The Israeli Operation Directorate’s Influencing Department is reportedly running a xenophobic Telegram channel, featuring content filmed by Israeli soldiers in Gaza.


The Israeli Occupation Forces (IOF) Operation Directorate’s Influencing Department, is running a Telegram channel, named “72 Virgins - Uncensored”, that shares gruesome footage taken by invading soldiers in the Gaza Strip, according to the Israeli newspaper Haaretz.

Footage and photos, shared by the channel’s administrator, are usually accompanied by captions celebrating Israeli war crimes in the Gaza Strip. The Israeli Influencing Department is responsible for the occupation’s psychological warfare operations which target Palestinians and foreign audiences.

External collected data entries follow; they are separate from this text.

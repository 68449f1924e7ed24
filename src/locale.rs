use std::{fmt, str::FromStr};

use crate::{
    foundation::error::{PersistenceError, StudioError, StudioResult},
    storage::SharedStore,
};

pub const LOCALE_KEY: &str = "qr-barcode-language";

#[derive(
    Clone,
    Copy,
    Debug,
    Default,
    PartialEq,
    Eq,
    Hash,
    serde::Serialize,
    serde::Deserialize,
    clap::ValueEnum,
)]
#[serde(rename_all = "lowercase")]
pub enum Locale {
    #[default]
    En,
    Ko,
}

impl Locale {
    pub fn code(self) -> &'static str {
        match self {
            Self::En => "en",
            Self::Ko => "ko",
        }
    }

    pub fn toggled(self) -> Self {
        match self {
            Self::En => Self::Ko,
            Self::Ko => Self::En,
        }
    }

    /// Pick a locale from a POSIX/BCP-47 tag such as `ko_KR.UTF-8` or `en-US`.
    pub fn from_tag(tag: &str) -> Self {
        if tag.trim().to_ascii_lowercase().starts_with("ko") {
            Self::Ko
        } else {
            Self::En
        }
    }

    /// Detect from `LC_ALL`, then `LANG`.
    pub fn detect() -> Self {
        ["LC_ALL", "LANG"]
            .iter()
            .filter_map(|k| std::env::var(k).ok())
            .find(|v| !v.is_empty())
            .map(|v| Self::from_tag(&v))
            .unwrap_or_default()
    }
}

impl FromStr for Locale {
    type Err = StudioError;

    fn from_str(s: &str) -> StudioResult<Self> {
        match s {
            "en" => Ok(Self::En),
            "ko" => Ok(Self::Ko),
            other => Err(StudioError::validation(format!(
                "unsupported locale code '{other}'"
            ))),
        }
    }
}

impl fmt::Display for Locale {
    fn fmt(&self, f: &mut fmt::Formatter<'_>) -> fmt::Result {
        f.write_str(self.code())
    }
}

/// Locale preference backed by the key-value store.
pub struct LocalePreference {
    store: SharedStore,
    current: Locale,
}

impl LocalePreference {
    /// A valid persisted code wins over `detected`; anything else is ignored.
    pub fn load(store: SharedStore, detected: Locale) -> Self {
        let persisted = match store.get(LOCALE_KEY) {
            Ok(Some(bytes)) => std::str::from_utf8(&bytes)
                .ok()
                .and_then(|s| s.trim().parse::<Locale>().ok()),
            Ok(None) => None,
            Err(e) => {
                tracing::warn!(error = %e, "failed to read locale preference");
                None
            }
        };
        Self {
            store,
            current: persisted.unwrap_or(detected),
        }
    }

    pub fn get(&self) -> Locale {
        self.current
    }

    /// Update the in-memory preference and write it through.
    pub fn set(&mut self, locale: Locale) -> Result<(), PersistenceError> {
        self.current = locale;
        self.store
            .set(LOCALE_KEY, locale.code().as_bytes())
            .inspect_err(|e| tracing::warn!(error = %e, "failed to persist locale preference"))
    }

    pub fn toggle(&mut self) -> Result<Locale, PersistenceError> {
        let next = self.current.toggled();
        self.set(next)?;
        Ok(next)
    }
}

Zionist racial hatred for Palestinians comes as no surprise, as official Israeli accounts have battled hard to normalize an anti-Palestinian sentiment, in conjunction with its aggression on the Gaza Strip. Israeli officials have also publicly stated opinions shared by the channel’s administrators, highlighting deep-rooted systematic xenophobia and extremism within Israeli society.

The channel run by the IOF, has also propagated racial derogatory stereotypes, to an engaged Israeli audience, in an attempt to dehumanize Palestinians, a tactic employed by Nazi officials against minorities during World War II.

Moreover, specific footage highlights occupation forces desecrating the bodies of Palestinian martyrs in the Gaza Strip, which the channel’s subscribers joyfully celebrate.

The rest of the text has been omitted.